Idli Dosa Batter | How to Make Dosa Batter
Making idli dosa batter at home is incredible easy if you follow my timeline. This produces super soft idlis and incredibly crispy dosas every single time.
Prep Time10 minutes mins
Cook Time30 minutes mins
Total Time40 minutes mins
Course: Snacks & Appetisers
Cuisine: Indian, South Indian
Diet: Vegan, Vegetarian
Servings: 8 people
For grinding
- 1 ½ cups idli rice or parboiled rice
- ½ cup skinned urad dal
- ¼ cup poha or flattened rice
- ¼ cup cooked rice
- 1 teaspoon methi seeds fenugreek seeds
- 1 ½ cups water
- 4-5 ice cubes
Other
- 1 ½ teaspoon salt divided
Day 1 - Morning
Wash and soak idli rice, urad dal, poha and methi seeds in enough water in a way that there is at least an inch of extra water over the rice and dal.
1 ½ cups idli rice or parboiled rice, ½ cup skinned urad dal, ¼ cup poha, 1 teaspoon methi seeds
Day 1 - Evening
Once the grains have soaked for about 8 hours, drain the excess water from both the bowls.
Grind the idli rice-urad dal mix along with the cooked rice till almost smooth with approx. 1 ½ cups water and 4-5 ice cubes in a mixer grinder. Add additional water if required. The consistency should be such that it can leave a thick coat on the back of a spoon and falls in a ribbon like consistency when poured with a ladle. The ground batter should feel very slightly gritty between your fingers.
¼ cup cooked rice, 1 ½ cups water, 4-5 ice cubes
Pour the batter into a bowl that’s large enough so that there is room for the batter to rise. Mix the batter with clean hands as shown in the video - this is an important step as it helps in the fermentation so please don’t skip it.
Cover the bowl and set aside to ferment. Leave it in a warm, dry place away from direct sunlight to ferment. Fermentation takes anywhere between 12-24 hours depending on the humidity and temperature at your place. The warmer it is, the faster it’ll ferment.

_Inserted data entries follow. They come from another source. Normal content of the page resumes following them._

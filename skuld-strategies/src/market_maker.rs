//! Inventory-aware market maker.
//!
//! Quotes one side of a volatility-scaled spread around a dynamic mid
//! (EMA of the tick mid). Inventory skews both the quoted side and the
//! quote price: long inventory leans on the ask to shed exposure, short
//! inventory leans on the bid. With flat inventory the quoted side
//! alternates so both sides of the book get worked.

use crate::indicators::{Ema, RollingVolatility};
use rust_decimal::prelude::FromPrimitive;
use rust_decimal::Decimal;
use skuld_core::core::{ReasonCode, Side};
use skuld_core::data::Tick;
use skuld_core::strategy::{Signal, Strategy};

#[derive(Debug, Clone)]
pub struct MarketMakerConfig {
    /// Base half-spread in bps around the dynamic mid.
    pub base_half_spread_bps: Decimal,
    /// Floor for the half-spread after all adjustments.
    pub min_half_spread_bps: Decimal,
    /// Extra half-spread per bp of rolling volatility.
    pub vol_multiplier: Decimal,
    /// Quote size.
    pub size: Decimal,
    /// Inventory level treated as neutral.
    pub target_inventory: Decimal,
    /// Price skew in bps per unit of inventory imbalance.
    pub skew_bps_per_unit: Decimal,
    /// Period of the dynamic-mid EMA.
    pub mid_period: usize,
    /// Window of the volatility estimator.
    pub vol_window: usize,
}

impl Default for MarketMakerConfig {
    fn default() -> Self {
        Self {
            base_half_spread_bps: Decimal::from(5),
            min_half_spread_bps: Decimal::ONE,
            vol_multiplier: Decimal::new(5, 1),
            size: Decimal::new(1, 2),
            target_inventory: Decimal::ZERO,
            skew_bps_per_unit: Decimal::from(100),
            mid_period: 20,
            vol_window: 32,
        }
    }
}

pub struct MarketMaker {
    config: MarketMakerConfig,
    dynamic_mid: Ema,
    volatility: RollingVolatility,
    inventory: Decimal,
    last_quoted: Side,
}

impl MarketMaker {
    pub fn new(config: MarketMakerConfig) -> Self {
        let dynamic_mid = Ema::new(config.mid_period);
        let volatility = RollingVolatility::new(config.vol_window);
        Self {
            config,
            dynamic_mid,
            volatility,
            inventory: Decimal::ZERO,
            last_quoted: Side::Sell,
        }
    }

    /// Inform the maker of a fill so inventory skew stays honest. The
    /// driver calls this; the engine core never mutates strategies.
    pub fn record_fill(&mut self, side: Side, size: Decimal) {
        match side {
            Side::Buy => self.inventory += size,
            Side::Sell => self.inventory -= size,
        }
    }

    pub fn inventory(&self) -> Decimal {
        self.inventory
    }

    /// Half-spread in bps, widened by current volatility.
    fn half_spread_bps(&self) -> Decimal {
        let vol_bps = self
            .volatility
            .value_bps()
            .and_then(Decimal::from_f64)
            .unwrap_or(Decimal::ZERO);
        (self.config.base_half_spread_bps + vol_bps * self.config.vol_multiplier)
            .max(self.config.min_half_spread_bps)
    }

    /// Which side to quote given inventory imbalance.
    fn quote_side(&mut self) -> Side {
        let imbalance = self.inventory - self.config.target_inventory;
        if imbalance > Decimal::ZERO {
            Side::Sell
        } else if imbalance < Decimal::ZERO {
            Side::Buy
        } else {
            // Balanced: alternate.
            self.last_quoted = self.last_quoted.opposite();
            self.last_quoted
        }
    }
}

impl Default for MarketMaker {
    fn default() -> Self {
        Self::new(MarketMakerConfig::default())
    }
}

impl Strategy for MarketMaker {
    fn id(&self) -> &str {
        "market_maker"
    }

    fn on_tick(&mut self, tick: &Tick) -> Option<Signal> {
        let tick_mid = tick.mid();
        let dynamic_mid = self.dynamic_mid.update(tick_mid);
        self.volatility.update(tick_mid);

        let mid = dynamic_mid?;
        if !self.volatility.ready() {
            return None;
        }

        let half_spread = self.half_spread_bps() / Decimal::from(10_000);
        let imbalance = self.inventory - self.config.target_inventory;
        let skew =
            imbalance * self.config.skew_bps_per_unit / Decimal::from(10_000);
        // Long inventory shifts both quotes down (easier to sell out),
        // short inventory shifts them up.
        let skewed_mid = mid * (Decimal::ONE - skew);

        let side = self.quote_side();
        let (entry, take_profit, stop_loss) = match side {
            Side::Buy => (
                skewed_mid * (Decimal::ONE - half_spread),
                skewed_mid * (Decimal::ONE + half_spread),
                skewed_mid * (Decimal::ONE - half_spread * Decimal::from(3)),
            ),
            Side::Sell => (
                skewed_mid * (Decimal::ONE + half_spread),
                skewed_mid * (Decimal::ONE - half_spread),
                skewed_mid * (Decimal::ONE + half_spread * Decimal::from(3)),
            ),
        };

        // Wide markets erode edge; scale conviction down as realized
        // volatility eats into the quoted spread.
        let confidence = if self.half_spread_bps() > self.config.base_half_spread_bps * Decimal::TWO
        {
            0.45
        } else {
            0.6
        };

        Some(Signal {
            strategy_id: self.id().to_string(),
            side,
            entry_price: entry.round_dp(8),
            take_profit: take_profit.round_dp(8),
            stop_loss: stop_loss.round_dp(8),
            size: self.config.size,
            confidence,
            reason_code: ReasonCode::SignalMarketMaking,
            reason_detail: format!(
                "quoting {} at {} bps half-spread, inventory {}",
                side,
                self.half_spread_bps().round_dp(2),
                self.inventory,
            ),
            metadata: serde_json::json!({
                "dynamic_mid": mid.to_string(),
                "half_spread_bps": self.half_spread_bps().to_string(),
                "inventory": self.inventory.to_string(),
            }),
        })
    }
}

#[cfg(test)]
mod tests {
    use super::*;
    use rust_decimal_macros::dec;

    fn tick(mid: Decimal, n: f64) -> Tick {
        Tick {
            symbol: "BTC/USDT".into(),
            exchange_timestamp: n,
            local_timestamp: n,
            bid: mid - dec!(5),
            ask: mid + dec!(5),
            last: mid,
            volume: dec!(10),
            depth: None,
            integrity: None,
        }
    }

    fn warm(maker: &mut MarketMaker, ticks: usize) -> Option<Signal> {
        let mut signal = None;
        for i in 0..ticks {
            signal = maker.on_tick(&tick(dec!(93500), i as f64));
        }
        signal
    }

    #[test]
    fn test_quiet_until_buffers_full() {
        let mut maker = MarketMaker::default();
        for i in 0..15 {
            assert!(maker.on_tick(&tick(dec!(93500), i as f64)).is_none());
        }
    }

    #[test]
    fn test_quotes_after_warmup() {
        let mut maker = MarketMaker::default();
        let signal = warm(&mut maker, 40).unwrap();
        assert_eq!(signal.reason_code, ReasonCode::SignalMarketMaking);
        assert!(signal.size > Decimal::ZERO);
        // Flat tape: quote hugs the mid at the base half-spread.
        let mid = dec!(93500);
        assert!((signal.entry_price - mid).abs() / mid < dec!(0.001));
    }

    #[test]
    fn test_alternates_sides_when_flat() {
        let mut maker = MarketMaker::default();
        warm(&mut maker, 40);
        let first = maker.on_tick(&tick(dec!(93500), 100.0)).unwrap();
        let second = maker.on_tick(&tick(dec!(93500), 101.0)).unwrap();
        assert_ne!(first.side, second.side);
    }

    #[test]
    fn test_long_inventory_quotes_ask() {
        let mut maker = MarketMaker::default();
        warm(&mut maker, 40);
        maker.record_fill(Side::Buy, dec!(0.05));

        for i in 0..4 {
            let signal = maker.on_tick(&tick(dec!(93500), 200.0 + i as f64)).unwrap();
            assert_eq!(signal.side, Side::Sell);
        }
    }

    #[test]
    fn test_short_inventory_quotes_bid() {
        let mut maker = MarketMaker::default();
        warm(&mut maker, 40);
        maker.record_fill(Side::Sell, dec!(0.05));

        let signal = maker.on_tick(&tick(dec!(93500), 200.0)).unwrap();
        assert_eq!(signal.side, Side::Buy);
    }

    #[test]
    fn test_long_inventory_skews_quotes_down() {
        let mut flat = MarketMaker::default();
        warm(&mut flat, 40);
        let mut long = MarketMaker::default();
        warm(&mut long, 40);
        long.record_fill(Side::Buy, dec!(0.5));

        // Compare sell quotes: the long maker asks lower to get flat.
        let flat_sell = loop {
            let s = flat.on_tick(&tick(dec!(93500), 300.0)).unwrap();
            if s.side == Side::Sell {
                break s;
            }
        };
        let long_sell = long.on_tick(&tick(dec!(93500), 300.0)).unwrap();
        assert_eq!(long_sell.side, Side::Sell);
        assert!(long_sell.entry_price < flat_sell.entry_price);
    }

    #[test]
    fn test_volatility_widens_spread() {
        let mut calm = MarketMaker::default();
        warm(&mut calm, 40);

        let mut choppy = MarketMaker::default();
        let mut up = true;
        for i in 0..40 {
            let mid = if up { dec!(93900) } else { dec!(93100) };
            choppy.on_tick(&tick(mid, i as f64));
            up = !up;
        }

        assert!(choppy.half_spread_bps() > calm.half_spread_bps());
    }
}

Day 2 - Morning or Afternoon
Once fermented, the batter should have become almost 1.5 times its size with a slight dome shape and a wrinkle, bubbly layer on top. You should be able to smell a little sourness in the batter. This smell means it has fermented. If it is too sour, it has fermented too much! You can use a spoon to check the batter – the texture should be frothy with air bubbles.
Take out 2 cups of batter in a bowl, add ½ teaspoon of salt and use it to make idlis, dosa etc.
1 ½ teaspoon salt
- Ice cubes are added to avoid the batter from getting too hot while grinding.
- Salt to be added ONLY to the quantity of batter you are using to avoid the batter getting too sour.
- If you are not using all of the batter, store the remaining unsalted batter in an air tight container in the fridge for up to 3 days or freeze the batter for up to a month.